Metabolite-pathway relationship analysis. (A) Bipartite plot with top 10 pathways and corresponding metabolites. Cyan and yellow nodes indicate metabolites and pathways, respectively. Red and blue edges are negative (−) and positive (+) associations, respectively. Thicker edges indicate higher levels of association. (B) Bar plots of the relationship between the Alanine, Aspartate And Glutamate Metabolism pathway and its corresponding metabolites. *P < 0.05; **P < 0.01; ***P < 0.001.

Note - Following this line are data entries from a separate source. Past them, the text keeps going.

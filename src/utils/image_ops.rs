// Raster helpers shared by the cropper, the recognition loop and annotation

use crate::core::types::{BoundingRect, Outline};
use image::imageops::{self, FilterType};
use image::{Rgb, RgbImage};
use imageproc::drawing::draw_line_segment_mut;

/// Extract the padded sub-image around `rect` as an owned copy.
///
/// The padded rectangle is clamped to the image bounds; out-of-range
/// coordinates are clamped, never wrapped.
pub fn crop_region(image: &RgbImage, rect: &BoundingRect, padding: u32) -> RgbImage {
    let (width, height) = image.dimensions();
    let pad = i64::from(padding);

    let x0 = (i64::from(rect.x) - pad).clamp(0, i64::from(width));
    let y0 = (i64::from(rect.y) - pad).clamp(0, i64::from(height));
    let x1 = (i64::from(rect.x) + i64::from(rect.w) + pad).clamp(x0, i64::from(width));
    let y1 = (i64::from(rect.y) + i64::from(rect.h) + pad).clamp(y0, i64::from(height));

    imageops::crop_imm(
        image,
        x0 as u32,
        y0 as u32,
        (x1 - x0) as u32,
        (y1 - y0) as u32,
    )
    .to_image()
}

/// Remove `pixels` from each side, as a new image. Returns `None` when the
/// input is too small to shrink further.
pub fn shrink_by_pixels(image: &RgbImage, pixels: u32) -> Option<RgbImage> {
    let (width, height) = image.dimensions();
    if width <= 2 * pixels || height <= 2 * pixels {
        return None;
    }
    Some(
        imageops::crop_imm(image, pixels, pixels, width - 2 * pixels, height - 2 * pixels)
            .to_image(),
    )
}

/// Enlarge by an integer factor in both dimensions.
pub fn upscale(image: &RgbImage, factor: u32) -> RgbImage {
    let (width, height) = image.dimensions();
    imageops::resize(image, width * factor, height * factor, FilterType::CatmullRom)
}

/// Trace an outline polygon onto the image with the given stroke thickness.
pub fn draw_outline(image: &mut RgbImage, outline: &Outline, color: Rgb<u8>, thickness: i32) {
    let points = &outline.points;
    if points.len() < 2 {
        return;
    }
    let radius = (thickness / 2).max(0);
    for i in 0..points.len() {
        let a = points[i];
        let b = points[(i + 1) % points.len()];
        for dx in -radius..=radius {
            for dy in -radius..=radius {
                draw_line_segment_mut(
                    image,
                    ((a.x + dx) as f32, (a.y + dy) as f32),
                    ((b.x + dx) as f32, (b.y + dy) as f32),
                    color,
                );
            }
        }
    }
}
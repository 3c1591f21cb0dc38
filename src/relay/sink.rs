// src/relay/sink.rs

use std::io::Write;
use std::sync::Mutex;

use super::{Sink, Stream};

/// Sink for the standalone driver: forwards each channel to the
/// corresponding process-wide stream, flushing per write so output appears
/// as soon as the child produces it.
#[derive(Debug, Default)]
pub struct ConsoleSink;

impl Sink for ConsoleSink {
    fn write(&self, dest: Stream, text: &str) {
        // Ignore write errors here: if our own stdout/stderr is gone there
        // is nowhere left to report to.
        match dest {
            Stream::Stdout => {
                let mut out = std::io::stdout().lock();
                let _ = out.write_all(text.as_bytes());
                let _ = out.flush();
            }
            Stream::Stderr => {
                let mut err = std::io::stderr().lock();
                let _ = err.write_all(text.as_bytes());
                let _ = err.flush();
            }
        }
    }
}

/// Sink that gathers output in memory instead of streaming it anywhere.
///
/// Used for quiet probe commands where the caller wants the output (or just
/// the exit code) without showing the user anything, and by tests to assert
/// on exactly what was forwarded. The mutex is only there so the buffer can
/// be inspected from outside the event loop.
#[derive(Debug, Default)]
pub struct BufferSink {
    entries: Mutex<Vec<(Stream, String)>>,
}

impl BufferSink {
    pub fn new() -> Self {
        Self::default()
    }

    /// All writes so far, in arrival order.
    pub fn entries(&self) -> Vec<(Stream, String)> {
        self.entries.lock().expect("buffer sink poisoned").clone()
    }

    /// Writes for one channel only, in arrival order.
    pub fn channel(&self, dest: Stream) -> Vec<String> {
        self.entries()
            .into_iter()
            .filter(|(d, _)| *d == dest)
            .map(|(_, text)| text)
            .collect()
    }

    /// Concatenated text of one channel.
    pub fn text(&self, dest: Stream) -> String {
        self.channel(dest).concat()
    }

    pub fn is_empty(&self) -> bool {
        self.entries.lock().expect("buffer sink poisoned").is_empty()
    }
}

impl Sink for BufferSink {
    fn write(&self, dest: Stream, text: &str) {
        self.entries
            .lock()
            .expect("buffer sink poisoned")
            .push((dest, text.to_string()));
    }
}
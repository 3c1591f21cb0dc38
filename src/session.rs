// src/session.rs

//! The post-execution seam between the host and the directive pipeline.
//!
//! The host runs the cell itself and reports an [`ExecuteOutcome`]; this
//! module decides whether the cell's embedded directives run afterwards.
//! Whatever the directives do, the outcome handed back to the host is the
//! one the host computed: a failing directive is visible only as a stderr
//! line in the cell's output, never as a change to the cell's status.

use anyhow::Error;
use serde::Serialize;
use tracing::debug;

use crate::config::SessionConfig;
use crate::directive;
use crate::exec::{Orchestrator, OrchestratorOptions};
use crate::relay::{Sink, Stream};

/// Result of executing a code cell, in the wire shape the host protocol
/// uses for its reply (`status` of `"ok"` or `"error"`).
#[derive(Debug, Clone, PartialEq, Eq, Serialize)]
#[serde(tag = "status", rename_all = "lowercase")]
pub enum ExecuteOutcome {
    Ok {
        execution_count: u64,
    },
    Error {
        ename: String,
        evalue: String,
        traceback: Vec<String>,
    },
}

impl ExecuteOutcome {
    pub fn is_ok(&self) -> bool {
        matches!(self, ExecuteOutcome::Ok { .. })
    }

    /// Build an error outcome from a caught error, with the context chain as
    /// the traceback.
    pub fn from_error(ename: impl Into<String>, err: &Error) -> Self {
        ExecuteOutcome::Error {
            ename: ename.into(),
            evalue: err.to_string(),
            traceback: err.chain().skip(1).map(|cause| cause.to_string()).collect(),
        }
    }
}

/// One interactive session's view of the directive pipeline.
///
/// Owns the sink and the configuration read at session start; cells pass
/// through [`finish_execute`](Self::finish_execute) one at a time. Nothing
/// is carried over between cells: each call extracts a fresh directive
/// sequence and runs it with fresh process state.
pub struct Session<S: Sink> {
    sink: S,
    config: SessionConfig,
}

impl<S: Sink> Session<S> {
    pub fn new(sink: S, config: SessionConfig) -> Self {
        Self { sink, config }
    }

    pub fn sink(&self) -> &S {
        &self.sink
    }

    /// Run the cell's directives iff the cell itself executed ok, then hand
    /// the outcome back unchanged.
    pub async fn finish_execute(&self, source: &str, outcome: ExecuteOutcome) -> ExecuteOutcome {
        if outcome.is_ok() {
            self.debug_msg("cell ok, scanning for directives");
            self.run_directives(source).await;
        } else {
            debug!("cell execution not ok; skipping directives");
        }
        outcome
    }

    /// Run every directive embedded in `source`, in order, aborting on the
    /// first failure.
    pub async fn run_directives(&self, source: &str) {
        let options = OrchestratorOptions {
            shell: self.config.shell.clone(),
            debug: self.config.debug,
        };
        Orchestrator::new(&self.sink, options)
            .run(directive::extract(source))
            .await;
    }

    /// Extra diagnostic line on the stderr channel, only when the session
    /// debug flag is set.
    pub fn debug_msg(&self, text: &str) {
        if self.config.debug {
            self.sink.write_line(Stream::Stderr, &format!("[debug] {text}"));
        }
    }
}
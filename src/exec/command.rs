// src/exec/command.rs

use std::io;
use std::process::Stdio;

use anyhow::{Context, Result};
use tokio::process::Command;
use tracing::{debug, info};

use crate::input::{self, LineSource, TriggerWaiter};
use crate::relay::{Sink, Stream, relay_stream};

/// Request to forward interactive input to a spawned process.
///
/// The caller keeps the fire half of the trigger and fires it whenever the
/// process (or the host frontend on its behalf) signals that input is
/// needed; the bridge thread then reads one line via `source` and writes it
/// to the process stdin.
pub struct StdinForwarding {
    pub waiter: TriggerWaiter,
    pub source: LineSource,
    pub prompt: String,
}

/// One shell command, run with its output streamed live.
///
/// The spawned process is exclusively owned by this step: `run` does not
/// return until both output channels are drained and the process is reaped,
/// so trailing output is never lost and at most one process is active per
/// orchestrator at any time.
pub struct DirectiveCommand {
    command: String,
    shell: Option<String>,
}

impl DirectiveCommand {
    /// `shell` overrides the interpreter; `None` picks the platform default.
    pub fn new(command: impl Into<String>, shell: Option<String>) -> Self {
        Self {
            command: command.into(),
            shell,
        }
    }

    pub fn command(&self) -> &str {
        &self.command
    }

    /// Run the command, streaming stdout and stderr to `sink`, and return
    /// the exit code (`-1` if the process was terminated by a signal).
    pub async fn run<S>(&self, sink: &S) -> Result<i32>
    where
        S: Sink + ?Sized,
    {
        self.run_with_input(sink, None).await
    }

    /// Like [`run`](Self::run), but optionally hook the process stdin up to
    /// the input-forwarding bridge.
    pub async fn run_with_input<S>(&self, sink: &S, stdin: Option<StdinForwarding>) -> Result<i32>
    where
        S: Sink + ?Sized,
    {
        info!(cmd = %self.command, "starting directive process");

        let mut cmd = self.shell_command();
        cmd.stdout(Stdio::piped())
            .stderr(Stdio::piped())
            .kill_on_drop(true);

        // The bridge thread writes with blocking I/O, so the process stdin
        // is wired up as a plain OS pipe rather than a runtime-registered
        // handle. The thread outlives this step and stops when the caller
        // drops the trigger.
        let mut bridge_writer = None;
        if stdin.is_some() {
            let (reader, writer) = io::pipe().context("creating stdin pipe")?;
            cmd.stdin(Stdio::from(reader));
            bridge_writer = Some(writer);
        }

        let mut child = cmd
            .spawn()
            .with_context(|| format!("spawning shell for command '{}'", self.command))?;

        if let (Some(forwarding), Some(writer)) = (stdin, bridge_writer) {
            input::spawn_bridge(forwarding.waiter, writer, forwarding.source, forwarding.prompt)?;
        }

        let stdout = child
            .stdout
            .take()
            .context("stdout pipe missing on spawned process")?;
        let stderr = child
            .stderr
            .take()
            .context("stderr pipe missing on spawned process")?;

        // Both relays and process exit are driven together to completion:
        // the exit code is not read until the channels are drained.
        let (status, (), ()) = tokio::join!(
            child.wait(),
            relay_stream(Stream::Stdout, stdout, sink),
            relay_stream(Stream::Stderr, stderr, sink),
        );

        let status =
            status.with_context(|| format!("waiting for command '{}'", self.command))?;
        let code = status.code().unwrap_or(-1);

        debug!(cmd = %self.command, exit_code = code, "directive process exited");
        Ok(code)
    }

    /// Build a shell invocation appropriate for the platform, honoring the
    /// configured interpreter override.
    fn shell_command(&self) -> Command {
        match self.shell.as_deref() {
            Some(shell) => {
                let mut c = Command::new(shell);
                c.arg("-c").arg(&self.command);
                c
            }
            None if cfg!(windows) => {
                let mut c = Command::new("cmd");
                c.arg("/C").arg(&self.command);
                c
            }
            None => {
                let mut c = Command::new("sh");
                c.arg("-c").arg(&self.command);
                c
            }
        }
    }
}
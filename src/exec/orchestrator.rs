// src/exec/orchestrator.rs

use tracing::{debug, info, warn};

use crate::directive::Directive;
use crate::exec::command::DirectiveCommand;
use crate::relay::{Sink, Stream};

/// Result of one directive step.
#[derive(Debug, Clone, Copy, PartialEq, Eq)]
pub enum DirectiveOutcome {
    Completed,
    Failed(i32), // exit code
}

/// Options that influence how directives are run.
#[derive(Debug, Clone, Default)]
pub struct OrchestratorOptions {
    /// Override for the shell interpreter; `None` picks the platform default.
    pub shell: Option<String>,

    /// Emit extra `[debug]` lines to the stderr sink while running.
    pub debug: bool,
}

/// Runs a cell's directives in order, one process at a time.
///
/// Each step spawns the command, drives its output relays together with
/// process exit, and then decides whether to continue. The first failure
/// (nonzero exit, or a shell that could not be spawned) writes a diagnostic
/// to the stderr sink and stops the loop; remaining directives never run.
/// Directive failure is reported only through the sink; the enclosing
/// cell's execution result is not this loop's concern.
pub struct Orchestrator<'s, S: Sink + ?Sized> {
    sink: &'s S,
    options: OrchestratorOptions,
}

impl<'s, S: Sink + ?Sized> Orchestrator<'s, S> {
    pub fn new(sink: &'s S, options: OrchestratorOptions) -> Self {
        Self { sink, options }
    }

    /// Run every directive in order until one fails or none remain.
    pub async fn run(&self, directives: impl IntoIterator<Item = Directive>) {
        for directive in directives {
            match self.run_one(&directive).await {
                DirectiveOutcome::Completed => continue,
                DirectiveOutcome::Failed(code) => {
                    warn!(cmd = %directive, exit_code = code, "directive failed; aborting");
                    break;
                }
            }
        }
    }

    /// Run a single directive and report its outcome, writing the failure
    /// diagnostic if it did not complete.
    async fn run_one(&self, directive: &Directive) -> DirectiveOutcome {
        info!(cmd = %directive, "running directive");
        self.debug_msg(&format!("$> {directive}"));

        let command = DirectiveCommand::new(directive.command(), self.options.shell.clone());
        match command.run(self.sink).await {
            Ok(0) => DirectiveOutcome::Completed,
            Ok(code) => {
                self.sink.write_line(
                    Stream::Stderr,
                    &format!("command failed with exit code {code}:\n  $> {directive}"),
                );
                DirectiveOutcome::Failed(code)
            }
            Err(err) => {
                // Spawn failures surface exactly like a nonzero exit: one
                // diagnostic naming the command, then the loop stops.
                debug!(cmd = %directive, error = %err, "directive could not be run");
                self.sink.write_line(
                    Stream::Stderr,
                    &format!("command could not be started:\n  $> {directive}\n  {err:#}"),
                );
                DirectiveOutcome::Failed(-1)
            }
        }
    }

    fn debug_msg(&self, text: &str) {
        if self.options.debug {
            self.sink.write_line(Stream::Stderr, &format!("[debug] {text}"));
        }
    }
}
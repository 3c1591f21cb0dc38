// src/input.rs

//! Forwarding interactive input to a running process.
//!
//! Reading a line from the user genuinely blocks a thread, so it cannot run
//! on the event loop that drives output streaming. The bridge therefore
//! lives on its own OS thread, and a single-slot trigger is the one
//! synchronization primitive crossing that boundary: the event-loop side
//! fires a request when a process signals that it wants input, the bridge
//! side blocks until a request arrives, reads one line, and writes it to the
//! process stdin pipe which it owns directly.

use std::io::Write;
use std::thread;

use anyhow::{Context, Result, anyhow};
use tokio::sync::mpsc;
use tracing::{debug, info, warn};

/// Source of one line of user input, given a prompt. The host supplies this
/// (a frontend input request, or plain terminal input in the driver).
pub type LineSource = Box<dyn FnMut(&str) -> std::io::Result<String> + Send>;

/// Fire half of the trigger. Held by the host/event-loop side; dropping it
/// ends the bridge loop.
#[derive(Debug, Clone)]
pub struct Trigger {
    tx: mpsc::Sender<String>,
}

/// Wait half of the trigger. Held by the bridge thread.
#[derive(Debug)]
pub struct TriggerWaiter {
    rx: mpsc::Receiver<String>,
}

/// Create a connected trigger pair.
///
/// The slot holds exactly one pending request: at most one `fire` may be
/// outstanding until the bridge consumes it.
pub fn trigger_pair() -> (Trigger, TriggerWaiter) {
    let (tx, rx) = mpsc::channel(1);
    (Trigger { tx }, TriggerWaiter { rx })
}

impl Trigger {
    /// Deliver one input request and wake the bridge.
    ///
    /// Errors if the slot is already occupied (a request is pending that the
    /// bridge has not consumed) or the bridge is gone.
    pub fn fire(&self, request: impl Into<String>) -> Result<()> {
        self.tx
            .try_send(request.into())
            .map_err(|err| anyhow!("input trigger rejected request: {err}"))
    }
}

impl TriggerWaiter {
    /// Block until a request is delivered and return it, or `None` once all
    /// fire halves are dropped.
    ///
    /// Blocks the calling thread; must not be used on the event loop.
    pub fn wait(&mut self) -> Option<String> {
        self.rx.blocking_recv()
    }
}

/// Spawn the bridge thread.
///
/// The loop runs forever: block on the trigger, read one line via `source`
/// with `prompt`, append a newline (the line source does not include one),
/// and write the encoded bytes to `stdin`. It exits only when the fire half
/// is dropped (the enclosing session ended) or the read/pipe fails.
pub fn spawn_bridge<W>(
    mut waiter: TriggerWaiter,
    mut stdin: W,
    mut source: LineSource,
    prompt: String,
) -> Result<thread::JoinHandle<()>>
where
    W: Write + Send + 'static,
{
    thread::Builder::new()
        .name("cellrun-input".to_string())
        .spawn(move || {
            while let Some(request) = waiter.wait() {
                debug!(request = %request, "input requested");

                let line = match source(&prompt) {
                    Ok(line) => line,
                    Err(err) => {
                        warn!(error = %err, "reading user input failed; bridge stopping");
                        break;
                    }
                };

                let data = format!("{line}\n");
                if let Err(err) = stdin.write_all(data.as_bytes()).and_then(|()| stdin.flush()) {
                    warn!(error = %err, "writing to process stdin failed; bridge stopping");
                    break;
                }
            }
            info!("input bridge finished");
        })
        .context("spawning input bridge thread")
}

Discussion and Conclusions

Here we report the upgrade of Lilikoi v2.0, a new deep learning–enabled, personalized pathway-based package for diagnosis and prognosis predictions using metabolomics data. The new version of Lilikoi added many new modules, including data preprocessing, exploratory analysis, deep learning, prognosis prediction, and visualization. Building on the previous work on pathway-based modeling and prediction, Lilikoi v2.0 allows much better exploration of pathway-based analysis using various modern analytics methods for classification and survival analysis, including deep learning implementation. Such an endeavor sets Lilikoi v2.0 apart from other more conventional metabolomics analysis packages [37–39]. One of the closest comprehensive packages is MetaboAnalystR [40]. Some functions are similar between the 2 tools, such as classification using caret packages. However, there are some very significant differences between the two, such as the aforementioned functionalities. On the other hand, MetaboAnalystR provides other functionalities, such as time-series analysis, power analysis, and network explorer, which Lilikoi does not have yet.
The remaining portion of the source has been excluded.